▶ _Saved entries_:
=== Begin Enclosure ===

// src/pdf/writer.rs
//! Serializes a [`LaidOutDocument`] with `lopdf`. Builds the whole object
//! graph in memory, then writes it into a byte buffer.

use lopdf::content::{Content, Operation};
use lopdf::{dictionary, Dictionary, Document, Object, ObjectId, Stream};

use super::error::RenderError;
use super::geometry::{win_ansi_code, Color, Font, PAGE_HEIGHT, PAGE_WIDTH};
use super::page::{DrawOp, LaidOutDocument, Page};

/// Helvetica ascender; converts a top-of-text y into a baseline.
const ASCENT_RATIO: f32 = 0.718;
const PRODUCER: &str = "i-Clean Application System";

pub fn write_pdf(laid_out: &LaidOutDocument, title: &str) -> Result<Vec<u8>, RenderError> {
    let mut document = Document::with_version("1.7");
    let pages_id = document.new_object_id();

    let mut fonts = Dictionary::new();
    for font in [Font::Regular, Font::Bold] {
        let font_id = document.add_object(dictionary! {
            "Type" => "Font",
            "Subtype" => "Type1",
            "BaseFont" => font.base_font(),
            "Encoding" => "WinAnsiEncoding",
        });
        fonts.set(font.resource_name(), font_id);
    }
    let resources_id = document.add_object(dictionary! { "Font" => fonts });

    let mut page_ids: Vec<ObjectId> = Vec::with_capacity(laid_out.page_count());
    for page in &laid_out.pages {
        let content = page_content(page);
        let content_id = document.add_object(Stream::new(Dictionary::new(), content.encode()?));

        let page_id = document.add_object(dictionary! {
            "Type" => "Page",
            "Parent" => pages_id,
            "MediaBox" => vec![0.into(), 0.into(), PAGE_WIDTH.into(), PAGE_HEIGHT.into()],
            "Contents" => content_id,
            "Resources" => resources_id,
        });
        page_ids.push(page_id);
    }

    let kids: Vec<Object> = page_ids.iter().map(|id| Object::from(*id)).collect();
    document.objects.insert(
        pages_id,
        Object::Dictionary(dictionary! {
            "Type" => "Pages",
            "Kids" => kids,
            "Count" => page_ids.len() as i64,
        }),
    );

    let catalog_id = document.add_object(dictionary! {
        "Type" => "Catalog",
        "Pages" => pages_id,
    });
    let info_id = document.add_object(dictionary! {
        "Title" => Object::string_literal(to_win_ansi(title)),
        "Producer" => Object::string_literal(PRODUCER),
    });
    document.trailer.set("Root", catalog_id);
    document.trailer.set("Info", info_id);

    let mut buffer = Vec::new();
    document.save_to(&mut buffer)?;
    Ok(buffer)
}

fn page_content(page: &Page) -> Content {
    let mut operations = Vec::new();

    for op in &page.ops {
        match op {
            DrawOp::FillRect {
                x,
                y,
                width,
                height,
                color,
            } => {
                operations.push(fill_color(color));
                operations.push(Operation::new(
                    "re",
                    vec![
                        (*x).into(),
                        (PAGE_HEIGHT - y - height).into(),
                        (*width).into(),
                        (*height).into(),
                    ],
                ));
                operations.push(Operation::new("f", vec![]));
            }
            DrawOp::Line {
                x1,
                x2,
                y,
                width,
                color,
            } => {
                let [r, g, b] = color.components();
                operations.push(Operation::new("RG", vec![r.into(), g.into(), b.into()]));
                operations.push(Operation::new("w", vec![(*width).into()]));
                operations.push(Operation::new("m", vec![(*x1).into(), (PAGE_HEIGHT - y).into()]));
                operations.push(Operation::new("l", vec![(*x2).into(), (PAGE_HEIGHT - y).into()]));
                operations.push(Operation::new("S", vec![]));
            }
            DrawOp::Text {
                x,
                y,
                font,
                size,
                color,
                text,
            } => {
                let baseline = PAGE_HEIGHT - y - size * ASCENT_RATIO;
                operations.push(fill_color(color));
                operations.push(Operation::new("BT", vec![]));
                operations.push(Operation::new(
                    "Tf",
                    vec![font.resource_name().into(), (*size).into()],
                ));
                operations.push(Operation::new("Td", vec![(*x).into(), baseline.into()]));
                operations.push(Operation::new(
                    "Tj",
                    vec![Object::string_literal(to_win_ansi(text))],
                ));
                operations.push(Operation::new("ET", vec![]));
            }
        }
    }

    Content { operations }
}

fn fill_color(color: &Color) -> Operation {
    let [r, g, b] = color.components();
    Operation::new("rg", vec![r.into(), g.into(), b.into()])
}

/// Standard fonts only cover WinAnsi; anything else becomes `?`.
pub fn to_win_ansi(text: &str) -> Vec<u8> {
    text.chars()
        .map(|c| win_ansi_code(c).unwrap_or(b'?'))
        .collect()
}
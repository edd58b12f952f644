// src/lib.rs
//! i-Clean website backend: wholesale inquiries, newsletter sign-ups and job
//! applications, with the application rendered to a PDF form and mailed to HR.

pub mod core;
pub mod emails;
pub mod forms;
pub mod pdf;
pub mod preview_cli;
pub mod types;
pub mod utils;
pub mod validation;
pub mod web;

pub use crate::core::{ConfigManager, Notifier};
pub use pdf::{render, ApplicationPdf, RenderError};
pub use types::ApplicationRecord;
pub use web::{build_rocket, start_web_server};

=== End Enclosure ===
=== Begin Enclosure ===

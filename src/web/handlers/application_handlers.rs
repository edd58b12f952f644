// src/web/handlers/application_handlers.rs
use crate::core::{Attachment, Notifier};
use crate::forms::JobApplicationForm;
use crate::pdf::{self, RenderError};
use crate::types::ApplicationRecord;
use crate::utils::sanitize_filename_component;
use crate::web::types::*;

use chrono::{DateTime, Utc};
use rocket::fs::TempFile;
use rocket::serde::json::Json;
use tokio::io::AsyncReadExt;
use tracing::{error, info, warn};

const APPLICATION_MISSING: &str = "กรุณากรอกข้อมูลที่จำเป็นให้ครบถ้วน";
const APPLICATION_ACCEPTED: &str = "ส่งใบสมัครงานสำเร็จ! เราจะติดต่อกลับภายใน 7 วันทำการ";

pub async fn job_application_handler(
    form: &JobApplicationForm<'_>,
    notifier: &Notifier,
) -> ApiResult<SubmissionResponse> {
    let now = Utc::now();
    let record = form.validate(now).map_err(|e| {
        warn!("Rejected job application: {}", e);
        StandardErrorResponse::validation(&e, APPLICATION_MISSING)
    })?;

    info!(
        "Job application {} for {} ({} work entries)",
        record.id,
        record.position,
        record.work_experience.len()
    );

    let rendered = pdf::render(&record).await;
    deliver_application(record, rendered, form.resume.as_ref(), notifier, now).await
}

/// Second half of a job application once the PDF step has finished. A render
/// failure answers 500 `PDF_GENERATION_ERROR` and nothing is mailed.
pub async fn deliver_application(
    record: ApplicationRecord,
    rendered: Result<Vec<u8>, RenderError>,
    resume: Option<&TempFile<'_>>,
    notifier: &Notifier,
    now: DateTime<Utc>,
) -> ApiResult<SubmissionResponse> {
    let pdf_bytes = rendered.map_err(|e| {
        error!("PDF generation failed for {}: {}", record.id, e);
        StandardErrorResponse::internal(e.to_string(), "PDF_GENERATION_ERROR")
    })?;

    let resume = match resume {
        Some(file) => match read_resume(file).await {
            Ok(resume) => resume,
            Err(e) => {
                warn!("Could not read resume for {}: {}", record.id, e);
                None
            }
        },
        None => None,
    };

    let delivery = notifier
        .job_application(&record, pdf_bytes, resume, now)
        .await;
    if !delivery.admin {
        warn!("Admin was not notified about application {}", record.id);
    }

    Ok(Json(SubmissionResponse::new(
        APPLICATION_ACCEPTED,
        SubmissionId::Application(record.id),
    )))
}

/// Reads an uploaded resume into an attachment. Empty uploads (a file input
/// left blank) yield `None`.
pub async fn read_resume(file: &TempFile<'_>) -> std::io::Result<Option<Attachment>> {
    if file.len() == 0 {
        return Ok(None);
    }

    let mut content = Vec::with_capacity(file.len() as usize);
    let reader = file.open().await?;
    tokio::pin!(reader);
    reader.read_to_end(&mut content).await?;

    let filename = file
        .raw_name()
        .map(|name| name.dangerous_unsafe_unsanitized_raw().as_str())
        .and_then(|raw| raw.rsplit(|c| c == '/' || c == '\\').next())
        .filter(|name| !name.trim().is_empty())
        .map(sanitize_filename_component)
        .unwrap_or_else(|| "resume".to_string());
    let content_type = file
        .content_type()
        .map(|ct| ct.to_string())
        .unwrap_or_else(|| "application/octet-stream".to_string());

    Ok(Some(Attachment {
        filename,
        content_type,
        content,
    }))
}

=== End Enclosure ===
=== Begin Enclosure ===

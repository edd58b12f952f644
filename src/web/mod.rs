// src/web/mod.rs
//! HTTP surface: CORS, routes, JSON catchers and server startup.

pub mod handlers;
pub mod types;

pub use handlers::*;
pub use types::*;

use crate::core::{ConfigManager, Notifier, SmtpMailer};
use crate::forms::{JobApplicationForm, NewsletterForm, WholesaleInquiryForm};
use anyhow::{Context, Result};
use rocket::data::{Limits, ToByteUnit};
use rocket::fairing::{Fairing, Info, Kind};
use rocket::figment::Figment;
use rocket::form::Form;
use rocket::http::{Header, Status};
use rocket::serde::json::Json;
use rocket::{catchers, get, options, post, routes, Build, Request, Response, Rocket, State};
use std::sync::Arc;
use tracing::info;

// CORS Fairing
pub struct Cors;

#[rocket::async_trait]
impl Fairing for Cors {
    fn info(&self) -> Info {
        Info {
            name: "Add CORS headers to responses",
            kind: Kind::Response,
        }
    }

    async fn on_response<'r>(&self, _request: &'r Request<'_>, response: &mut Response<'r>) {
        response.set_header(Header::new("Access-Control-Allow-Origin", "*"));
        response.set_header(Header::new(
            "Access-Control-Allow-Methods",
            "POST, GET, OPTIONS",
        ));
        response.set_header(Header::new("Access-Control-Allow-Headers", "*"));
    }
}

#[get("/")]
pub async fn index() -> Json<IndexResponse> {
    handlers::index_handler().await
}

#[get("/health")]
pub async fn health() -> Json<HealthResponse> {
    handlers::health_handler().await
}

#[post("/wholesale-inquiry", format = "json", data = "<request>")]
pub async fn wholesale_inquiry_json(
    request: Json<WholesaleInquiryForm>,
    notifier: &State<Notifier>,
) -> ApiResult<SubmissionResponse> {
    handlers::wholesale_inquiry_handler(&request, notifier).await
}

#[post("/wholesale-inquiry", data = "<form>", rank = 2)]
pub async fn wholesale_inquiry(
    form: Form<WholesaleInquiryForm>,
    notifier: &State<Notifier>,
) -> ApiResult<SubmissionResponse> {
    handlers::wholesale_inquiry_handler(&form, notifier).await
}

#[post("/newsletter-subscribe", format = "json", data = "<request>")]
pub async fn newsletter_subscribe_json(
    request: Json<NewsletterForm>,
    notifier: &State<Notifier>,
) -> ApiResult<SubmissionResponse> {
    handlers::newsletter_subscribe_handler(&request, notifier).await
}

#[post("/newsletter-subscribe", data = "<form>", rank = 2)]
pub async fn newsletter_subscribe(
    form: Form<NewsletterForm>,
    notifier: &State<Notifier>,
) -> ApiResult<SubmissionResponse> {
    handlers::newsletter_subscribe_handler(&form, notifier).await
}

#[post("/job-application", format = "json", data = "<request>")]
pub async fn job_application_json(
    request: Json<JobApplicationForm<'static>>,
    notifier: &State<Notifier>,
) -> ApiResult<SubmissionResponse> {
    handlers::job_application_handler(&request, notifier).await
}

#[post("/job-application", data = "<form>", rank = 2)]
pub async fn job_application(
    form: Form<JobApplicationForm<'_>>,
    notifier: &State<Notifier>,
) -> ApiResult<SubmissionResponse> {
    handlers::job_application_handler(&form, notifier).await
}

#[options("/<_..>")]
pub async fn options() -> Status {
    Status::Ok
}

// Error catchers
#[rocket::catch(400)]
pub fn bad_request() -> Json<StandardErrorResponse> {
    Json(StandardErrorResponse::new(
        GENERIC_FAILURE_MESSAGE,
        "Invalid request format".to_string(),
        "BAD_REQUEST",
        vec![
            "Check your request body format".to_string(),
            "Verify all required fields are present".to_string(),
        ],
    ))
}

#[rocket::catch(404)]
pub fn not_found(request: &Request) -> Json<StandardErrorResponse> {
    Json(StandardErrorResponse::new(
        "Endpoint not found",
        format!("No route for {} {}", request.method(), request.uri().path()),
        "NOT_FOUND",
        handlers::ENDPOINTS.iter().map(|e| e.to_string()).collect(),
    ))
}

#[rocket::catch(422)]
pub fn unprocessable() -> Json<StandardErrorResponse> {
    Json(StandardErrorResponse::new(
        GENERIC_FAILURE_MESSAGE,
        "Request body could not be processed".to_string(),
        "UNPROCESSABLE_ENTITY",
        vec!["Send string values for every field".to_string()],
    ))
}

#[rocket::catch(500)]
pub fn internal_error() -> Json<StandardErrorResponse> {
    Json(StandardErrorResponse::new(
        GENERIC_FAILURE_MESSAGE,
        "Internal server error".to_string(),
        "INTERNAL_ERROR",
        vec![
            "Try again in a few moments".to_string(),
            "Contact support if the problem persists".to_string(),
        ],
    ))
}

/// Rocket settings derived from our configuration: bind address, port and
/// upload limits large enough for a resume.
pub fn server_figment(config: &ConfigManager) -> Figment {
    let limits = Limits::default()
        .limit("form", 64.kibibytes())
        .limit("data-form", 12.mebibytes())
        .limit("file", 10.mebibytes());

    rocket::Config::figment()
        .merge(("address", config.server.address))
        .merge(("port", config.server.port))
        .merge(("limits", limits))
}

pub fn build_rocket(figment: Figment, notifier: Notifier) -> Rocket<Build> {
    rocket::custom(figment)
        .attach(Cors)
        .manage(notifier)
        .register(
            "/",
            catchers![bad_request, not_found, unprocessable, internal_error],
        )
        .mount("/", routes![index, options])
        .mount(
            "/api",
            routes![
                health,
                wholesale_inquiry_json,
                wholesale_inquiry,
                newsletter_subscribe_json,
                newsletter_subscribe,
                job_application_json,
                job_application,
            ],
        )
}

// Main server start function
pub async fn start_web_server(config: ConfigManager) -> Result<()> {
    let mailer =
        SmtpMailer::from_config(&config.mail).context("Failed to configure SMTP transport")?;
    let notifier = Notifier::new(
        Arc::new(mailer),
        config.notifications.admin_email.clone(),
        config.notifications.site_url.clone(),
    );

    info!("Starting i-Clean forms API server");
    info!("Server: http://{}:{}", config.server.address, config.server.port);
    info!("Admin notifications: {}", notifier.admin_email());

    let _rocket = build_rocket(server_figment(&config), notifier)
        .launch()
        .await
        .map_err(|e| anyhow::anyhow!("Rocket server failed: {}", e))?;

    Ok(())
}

=== End Enclosure ===

▶ _WORK REQUIRED_:
Copy out each line of the data that has the word "PRODUCER" in it.

▶ _REPLY TO THE TASK_:
const PRODUCER: &str = "i-Clean Application System";
        "Producer" => Object::string_literal(PRODUCER),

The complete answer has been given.